We asked whether the KI mice produced similar levels of beta-amyloid when compared to control mice and whether the amyloid levels in KI mice were elevated with an increase in brain activity. We also looked at whether the KI mice with no lipid modification on BACE1 had higher or lower levels of amyloid. What we saw was that the absence of the lipid modification on BACE1 protein did not affect BACE1 enzyme activity, but the KI mice did not increase beta-amyloid production in response to neuronal activity. More importantly, the KI animals had reduced levels of beta-amyloid in the brain and a decrease in BACE1 accumulation at the nerve terminals surrounding amyloid deposits. The KI mice also performed much better than control animals in behavioral tests that evaluated their memory. The reduction in amyloid burden in KI was enough to limit cognitive deficits. So, using transgenic mouse models, we showed that modifying lipids of BACE1 protein has a significant impact on the development of the beta-amyloid plaques associated with Alzheimer’s disease, and the consequent cognitive decline.

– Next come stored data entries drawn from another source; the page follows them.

//! Turn plain functions into input forms.
//!
//! formwright describes a function's parameters, picks an input widget for
//! each one, and runs the function in the background with the values the
//! user entered:
//!
//! - **Signatures**: callables and their parameter declarations become a
//!   [`FunctionInfo`](signature::FunctionInfo) ([`signature`])
//! - **Docstrings**: prose, parameter descriptions and an embedded `@params`
//!   TOML block of widget options ([`docstring`])
//! - **Registry**: widget kinds, their option schemas and the default kind
//!   for each type ([`registry`])
//! - **Resolution**: schema defaults, docstring and caller options merged into
//!   one [`WidgetPlan`](resolver::WidgetPlan) per parameter ([`resolver`])
//! - **Binding**: widgets built from plans and harvested into arguments
//!   ([`binding`])
//! - **Execution**: one background run at a time, with ordered events,
//!   cooperative cancellation and blocking UI requests ([`execution`])
//!
//! # Example
//!
//! ```
//! use std::sync::Arc;
//! use formwright::prelude::*;
//!
//! let registry = WidgetRegistry::with_builtins();
//! let scale = Callable::parse("def scale(image: file, quality: int = 80)")
//!     .unwrap()
//!     .docstring(
//!         "Scale an image.\n\n@params\n[quality]\nmin_value = 10\nmax_value = 100\n@end",
//!     )
//!     .body(|_ctx, _args| Ok(Value::None))
//!     .build();
//!
//! let doc = Docstring::extract(scale.docstring()).unwrap();
//! let info = SignatureParser::new().parse_with_docstring(&scale, &doc).unwrap();
//! let plan = ConfigResolver::new(&registry)
//!     .resolve(&info, &doc.overlays, &Overlays::new())
//!     .unwrap();
//!
//! let quality = plan.get("quality").unwrap();
//! assert_eq!(quality.widget_kind, "IntSpinBox");
//! assert_eq!(quality.initial_value, Value::Int(80));
//! assert_eq!(quality.options["max_value"], Value::Int(100));
//! ```

pub mod app;
pub mod binding;
pub mod config;
pub mod docstring;
pub mod execution;
pub mod host;
pub mod registry;
pub mod resolver;
pub mod signature;
pub mod types;
pub mod value;
pub mod widget;

mod error;

pub use error::{Error, FunctionError, FunctionExecutionError, ParameterFailure, Result};
pub use execution::context::{
    clear_output, clipboard_get, clipboard_set, get_dir, get_file, get_float, get_int, get_item,
    get_text, is_cancel_requested, show_error_dialog, show_info_dialog, show_progress,
    show_question_dialog, show_toast, show_warning_dialog, uprint, uprint_html,
};
pub use value::{Arguments, Table, Value};

pub use formwright_core::{CancelFlag, ProgressUpdate};

/// Prelude module with commonly used types.
pub mod prelude {
    pub use crate::app::{AddOptions, FormApp, PageHandle, RunOptions, UiBackend};
    pub use crate::binding::{BoundPage, bind_page};
    pub use crate::config::{CommonOptions, WidgetConfig};
    pub use crate::docstring::Docstring;
    pub use crate::execution::{
        CallContext, ExecutionCoordinator, ExecutionEvent, ExecutionOutput, ExecutionState,
        ExecutionTicket,
    };
    pub use crate::host::{HostQueue, UiHost};
    pub use crate::registry::{ConfigSchema, OptionSpec, OptionType, TypeKey, WidgetRegistry};
    pub use crate::resolver::{ConfigResolver, Overlays, PagePlan, WidgetPlan};
    pub use crate::signature::{Callable, FunctionInfo, ParameterDecl, ParameterInfo, SignatureParser};
    pub use crate::widget::{InputWidget, WidgetFactory};
    pub use crate::{Arguments, Error, FunctionError, Result, Table, Value};
}
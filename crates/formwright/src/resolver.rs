//! Widget config resolution.
//!
//! For every parameter the resolver decides which widget kind to build and
//! with which options, layering three sources from weakest to strongest:
//!
//! 1. the kind's schema defaults,
//! 2. the docstring `@params` overlay,
//! 3. the caller's overlay.
//!
//! Later layers replace earlier ones key by key; options declared with
//! `deep_merge` merge nested tables instead. The kind itself is chosen by a
//! `widget_class` (or `type`) key in the caller overlay, then the docstring
//! overlay, then the registry's default for the parameter type, then the
//! `any` kind.

use std::collections::{BTreeMap, HashSet};

use formwright_core::PerfSpan;

use crate::config::WidgetConfig;
use crate::error::{Error, Result};
use crate::registry::WidgetRegistry;
use crate::registry::schema::{
    ConfigSchema, DEFAULT_VALUE, DESCRIPTION, GROUP, HIDE_DEFAULT_WIDGET, LABEL, OPTIONAL,
};
use crate::signature::{FunctionInfo, ParameterInfo};
use crate::value::{Table, Value};

const TARGET: &str = "formwright::resolver";

/// Overlay key selecting the widget kind.
pub const WIDGET_CLASS: &str = "widget_class";
/// Alternative spelling of [`WIDGET_CLASS`].
pub const WIDGET_TYPE: &str = "type";

/// Name of the group parameters land in when none is set.
pub const DEFAULT_GROUP: &str = "";

/// Per-parameter option tables.
#[derive(Debug, Clone, Default, PartialEq)]
pub struct Overlays {
    entries: BTreeMap<String, Table>,
}

impl Overlays {
    pub fn new() -> Self {
        Self::default()
    }

    /// Parse overlays from TOML where each top-level table names a
    /// parameter.
    ///
    /// ```
    /// use formwright::resolver::Overlays;
    ///
    /// let overlays = Overlays::from_toml_str("[count]\nmin_value = 1\n").unwrap();
    /// assert!(overlays.get("count").is_some());
    /// ```
    pub fn from_toml_str(text: &str) -> Result<Self> {
        let table: toml::Table = toml::from_str(text)?;
        let mut overlays = Self::new();
        for (parameter, options) in table {
            match Value::from(options) {
                Value::Table(options) => {
                    overlays.insert(parameter, options);
                }
                other => {
                    return Err(Error::config_validation(
                        "overlay",
                        parameter,
                        format!("expected a table of options, found {}", other.type_name()),
                    ));
                }
            }
        }
        Ok(overlays)
    }

    /// Set the options for `parameter`, returning the previous ones.
    pub fn insert(&mut self, parameter: impl Into<String>, options: Table) -> Option<Table> {
        self.entries.insert(parameter.into(), options)
    }

    pub fn with(mut self, parameter: impl Into<String>, options: Table) -> Self {
        self.insert(parameter, options);
        self
    }

    /// Set the options for `parameter` from a typed config.
    pub fn insert_config<C: WidgetConfig>(
        &mut self,
        parameter: impl Into<String>,
        config: &C,
    ) -> Result<()> {
        self.insert(parameter, config.to_options()?);
        Ok(())
    }

    pub fn with_config<C: WidgetConfig>(
        mut self,
        parameter: impl Into<String>,
        config: &C,
    ) -> Result<Self> {
        self.insert_config(parameter, config)?;
        Ok(self)
    }

    pub fn get(&self, parameter: &str) -> Option<&Table> {
        self.entries.get(parameter)
    }

    pub fn len(&self) -> usize {
        self.entries.len()
    }

    pub fn is_empty(&self) -> bool {
        self.entries.is_empty()
    }

    pub fn parameters(&self) -> impl Iterator<Item = &str> {
        self.entries.keys().map(String::as_str)
    }
}
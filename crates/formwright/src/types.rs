//! Type descriptors parsed from parameter annotations.
//!
//! An annotation such as `list[int]`, `Optional[str]`, `int | None` or
//! `Literal["a", "b"]` is reduced to a [`TypeDescriptor`]: a head name used
//! for widget lookup, the heads of its type arguments, and an optional flag.
//! Common aliases are canonicalized (`List` → `list`, `typing.Dict` →
//! `dict`, `Any` → `any`).

use std::fmt;

use crate::error::{Error, Result};
use crate::value::Value;

/// The type head used when a parameter has no annotation.
pub const ANY_TYPE: &str = "any";

/// A parsed type annotation.
#[derive(Debug, Clone, PartialEq)]
pub struct TypeDescriptor {
    /// Canonical head name, e.g. `"int"`, `"list"`, `"Literal"`.
    pub head: String,
    /// Head names of the type arguments. For `Literal`, the literal values
    /// rendered as strings.
    pub args: Vec<String>,
    /// Whether `None` is an accepted value.
    pub optional: bool,
    /// Literal values found in the annotation, including nested `Literal`
    /// arguments such as `list[Literal[1, 2]]`.
    pub literals: Vec<Value>,
}

impl TypeDescriptor {
    /// A bare head with no arguments.
    pub fn new(head: impl Into<String>) -> Self {
        Self {
            head: head.into(),
            args: Vec::new(),
            optional: false,
            literals: Vec::new(),
        }
    }

    /// The descriptor used for unannotated parameters.
    pub fn any() -> Self {
        Self::new(ANY_TYPE)
    }

    pub fn with_args<I, S>(mut self, args: I) -> Self
    where
        I: IntoIterator<Item = S>,
        S: Into<String>,
    {
        self.args = args.into_iter().map(Into::into).collect();
        self
    }

    pub fn optional(mut self, optional: bool) -> Self {
        self.optional = optional;
        self
    }

    pub fn is_any(&self) -> bool {
        self.head == ANY_TYPE
    }

    /// Parse an annotation.
    ///
    /// A quoted annotation (`"list[int]"`) is unquoted first. Unions that
    /// include `None` become optional; unions of several other types keep
    /// the head `Union`.
    pub fn parse(annotation: &str) -> Result<Self> {
        let text = unquote(annotation.trim());
        if text.is_empty() {
            return Err(Error::type_annotation(annotation, "empty annotation"));
        }
        check_balanced(text).map_err(|reason| Error::type_annotation(annotation, reason))?;
        parse_union(text, split_top_level(text, '|'))
            .map_err(|reason| Error::type_annotation(annotation, reason))
    }
}

impl fmt::Display for TypeDescriptor {
    fn fmt(&self, f: &mut fmt::Formatter<'_>) -> fmt::Result {
        write!(f, "{}", self.head)?;
        if !self.args.is_empty() {
            write!(f, "[{}]", self.args.join(", "))?;
        }
        if self.optional {
            write!(f, " | None")?;
        }
        Ok(())
    }
}

fn parse_union(text: &str, parts: Vec<&str>) -> std::result::Result<TypeDescriptor, String> {
    let mut optional = false;
    let mut members = Vec::new();
    for part in parts {
        let part = part.trim();
        if part.is_empty() {
            return Err(format!("empty union member in '{text}'"));
        }
        if is_none_type(part) {
            optional = true;
        } else {
            members.push(part);
        }
    }

    match members.as_slice() {
        [] => Ok(TypeDescriptor::new("None").optional(true)),
        [single] => {
            let mut desc = parse_single(single)?;
            desc.optional |= optional;
            Ok(desc)
        }
        many => {
            let mut heads = Vec::with_capacity(many.len());
            let mut literals = Vec::new();
            for member in many {
                let desc = parse_single(member)?;
                literals.extend(desc.literals);
                heads.push(desc.head);
            }
            Ok(TypeDescriptor {
                head: "Union".to_string(),
                args: heads,
                optional,
                literals,
            })
        }
    }
}

fn parse_single(text: &str) -> std::result::Result<TypeDescriptor, String> {
    let text = text.trim();
    let (raw_head, inner) = match text.find('[') {
        Some(open) => {
            if !text.ends_with(']') {
                return Err(format!("trailing characters after ']' in '{text}'"));
            }
            (&text[..open], Some(&text[open + 1..text.len() - 1]))
        }
        None => (text, None),
    };
    let head = canonical_head(raw_head.trim());
    if head.is_empty() {
        return Err(format!("missing type name in '{text}'"));
    }

    let Some(inner) = inner else {
        return Ok(TypeDescriptor::new(head));
    };
    let args = split_top_level(inner, ',')
        .into_iter()
        .map(str::trim)
        .filter(|a| !a.is_empty())
        .collect::<Vec<_>>();

    match head.as_str() {
        "Optional" => {
            let [arg] = args.as_slice() else {
                return Err("Optional takes exactly one argument".to_string());
            };
            let mut desc = parse_union(arg, split_top_level(arg, '|'))?;
            desc.optional = true;
            Ok(desc)
        }
        "Union" => parse_union(inner, args),
        "Annotated" => match args.first() {
            Some(first) => parse_union(first, split_top_level(first, '|')),
            None => Err("Annotated needs a type argument".to_string()),
        },
        "Literal" => {
            let mut desc = TypeDescriptor::new(head);
            for arg in args {
                let value = Value::from_literal(arg)
                    .ok_or_else(|| format!("'{arg}' is not a literal value"))?;
                desc.args.push(match &value {
                    Value::Str(s) => s.clone(),
                    other => other.to_string(),
                });
                desc.literals.push(value);
            }
            Ok(desc)
        }
        _ => {
            let mut desc = TypeDescriptor::new(head);
            for arg in args {
                if arg == "..." {
                    continue;
                }
                let nested = parse_union(arg, split_top_level(arg, '|'))?;
                desc.literals.extend(nested.literals);
                desc.args.push(nested.head);
            }
            Ok(desc)
        }
    }
}

fn is_none_type(text: &str) -> bool {
    matches!(text, "None" | "NoneType" | "types.NoneType")
}

/// Strip a module path and map well-known aliases to canonical names.
fn canonical_head(raw: &str) -> String {
    let name = match raw.rsplit_once('.') {
        Some((module, name)) if !module.is_empty() && !raw.contains(' ') => name,
        _ => raw,
    };
    let canonical = match name {
        "List" | "Sequence" | "MutableSequence" => "list",
        "Tuple" => "tuple",
        "Dict" | "Mapping" | "MutableMapping" => "dict",
        "Set" | "FrozenSet" | "frozenset" | "AbstractSet" => "set",
        "Any" | "object" => ANY_TYPE,
        "string" => "str",
        "integer" => "int",
        "double" => "float",
        "boolean" => "bool",
        other => other,
    };
    canonical.to_string()
}

fn unquote(text: &str) -> &str {
    for quote in ['"', '\''] {
        if text.len() >= 2 && text.starts_with(quote) && text.ends_with(quote) {
            return text[1..text.len() - 1].trim();
        }
    }
    text
}

fn check_balanced(text: &str) -> std::result::Result<(), String> {
    let mut depth = 0i32;
    let mut quote: Option<char> = None;
    for c in text.chars() {
        match (quote, c) {
            (Some(q), c) if c == q => quote = None,
            (Some(_), _) => {}
            (None, '"' | '\'') => quote = Some(c),
            (None, '[' | '(') => depth += 1,
            (None, ']' | ')') => {
                depth -= 1;
                if depth < 0 {
                    return Err("unbalanced closing bracket".to_string());
                }
            }
            _ => {}
        }
    }
    if depth != 0 || quote.is_some() {
        return Err("unbalanced brackets or quotes".to_string());
    }
    Ok(())
}

/// Split on `sep` where it is not nested inside brackets or quotes.
pub(crate) fn split_top_level(text: &str, sep: char) -> Vec<&str> {
    let mut parts = Vec::new();
    let mut depth = 0usize;
    let mut quote: Option<char> = None;
    let mut escaped = false;
    let mut start = 0;
    for (i, c) in text.char_indices() {
        if let Some(q) = quote {
            if escaped {
                escaped = false;
            } else if c == '\\' {
                escaped = true;
            } else if c == q {
                quote = None;
            }
            continue;
        }
        match c {
            '"' | '\'' => quote = Some(c),
            '[' | '(' | '{' => depth += 1,
            ']' | ')' | '}' => depth = depth.saturating_sub(1),
            c if c == sep && depth == 0 => {
                parts.push(&text[start..i]);
                start = i + c.len_utf8();
            }
            _ => {}
        }
    }
    parts.push(&text[start..]);
    parts
}

#[cfg(test)]
mod tests {
    use super::*;

    #[test]
    fn test_plain_heads() {
        assert_eq!(TypeDescriptor::parse("int").unwrap(), TypeDescriptor::new("int"));
        assert_eq!(TypeDescriptor::parse("typing.Any").unwrap().head, "any");
        assert_eq!(TypeDescriptor::parse("'str'").unwrap().head, "str");
        assert_eq!(TypeDescriptor::parse("file path").unwrap().head, "file path");
    }

    #[test]
    fn test_generic_args() {
        let desc = TypeDescriptor::parse("List[int]").unwrap();
        assert_eq!(desc.head, "list");
        assert_eq!(desc.args, vec!["int"]);

        let desc = TypeDescriptor::parse("dict[str, list[float]]").unwrap();
        assert_eq!(desc.head, "dict");
        assert_eq!(desc.args, vec!["str", "list"]);

        let desc = TypeDescriptor::parse("tuple[int, ...]").unwrap();
        assert_eq!(desc.args, vec!["int"]);
    }

    #[test]
    fn test_optional_forms() {
        for text in ["Optional[int]", "Union[int, None]", "int | None", "None | int"] {
            let desc = TypeDescriptor::parse(text).unwrap();
            assert_eq!(desc.head, "int", "{text}");
            assert!(desc.optional, "{text}");
        }
        let desc = TypeDescriptor::parse("Optional[list[str]]").unwrap();
        assert_eq!(desc.head, "list");
        assert_eq!(desc.args, vec!["str"]);
        assert!(desc.optional);
    }

    #[test]
    fn test_multi_member_union() {
        let desc = TypeDescriptor::parse("int | str | None").unwrap();
        assert_eq!(desc.head, "Union");
        assert_eq!(desc.args, vec!["int", "str"]);
        assert!(desc.optional);
    }

    #[test]
    fn test_literal() {
        let desc = TypeDescriptor::parse("Literal['fast', 'slow', 3]").unwrap();
        assert_eq!(desc.head, "Literal");
        assert_eq!(desc.args, vec!["fast", "slow", "3"]);
        assert_eq!(
            desc.literals,
            vec![Value::from("fast"), Value::from("slow"), Value::Int(3)]
        );

        let desc = TypeDescriptor::parse("list[Literal['a', 'b']]").unwrap();
        assert_eq!(desc.args, vec!["Literal"]);
        assert_eq!(desc.literals, vec![Value::from("a"), Value::from("b")]);
    }

    #[test]
    fn test_literal_with_comma_in_string() {
        let desc = TypeDescriptor::parse("Literal['a,b', 'c']").unwrap();
        assert_eq!(desc.args, vec!["a,b", "c"]);
    }

    #[test]
    fn test_malformed() {
        assert!(TypeDescriptor::parse("").is_err());
        assert!(TypeDescriptor::parse("list[int").is_err());
        assert!(TypeDescriptor::parse("list]int[").is_err());
        assert!(TypeDescriptor::parse("Optional[int, str]").is_err());
        assert!(TypeDescriptor::parse("Literal[foo()]").is_err());
        assert!(matches!(
            TypeDescriptor::parse("int |"),
            Err(Error::TypeAnnotation { .. })
        ));
    }

    #[test]
    fn test_display() {
        let desc = TypeDescriptor::parse("Optional[dict[str, int]]").unwrap();
        assert_eq!(desc.to_string(), "dict[str, int] | None");
    }
}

How can other researchers build upon your findings?
Robert Andrew, PhD
This is the first time subtle genetic manipulation of BACE1 has been shown to alter its ability to produce beta-amyloid and preserve cognitive function in live animals. The KI mouse model we produced gives further insights into interesting aspects of BACE1 physiology and function in the brain, and it reveals how BACE1 protein’s presence in specific sites within neurons is linked to its capacity to produce beta-amyloid in live animals.
Importantly, we were able to show that the beneficial effects occurred without some of the side effects associated with the total loss or the inhibition of BACE1 function in the brain. Despite intense efforts by both academic labs and the pharma industry, mechanism-based toxicity has hindered the progress and success in the therapeutic application of drugs that can ameliorate BACE1 function. Our research indicates that exploration of areas of BACE1 physiology could lead to novel mechanisms through which beta-amyloid production could be attenuated without encountering adverse effects.
What are the broader implications of these findings?
There are drugs currently in clinical trials which inhibit BACE1 enzyme activity and reduce amyloid production. However, these drugs may also prevent BACE1 from producing several other protein fragments which are essential to brain health. Our study shows that it may be possible to precisely target BACE1’s production of beta-amyloid, without affecting its ability to carry out other essential functions in the brain.
What are you working on next?
We are continuing our work on BACE1 using cell culture and animal models to understand how trafficking dysfunction leads to increased beta-amyloid production in the brain. We are also focusing our attention on some of the genetic risk factors associated with late-onset Alzheimer’s disease. Here again, we are using cell culture and animal models to determine how the risk factor genes elevate one’s lifetime risk of developing Alzheimer’s disease.
Alzheimer’s disease is a complex disease that can only be tackled successfully with a multi-prong approach. Ultimately, our goal is to make unique contributions to the ongoing large-scale efforts to identify potential targets for therapies aimed at modulating disease pathogenesis.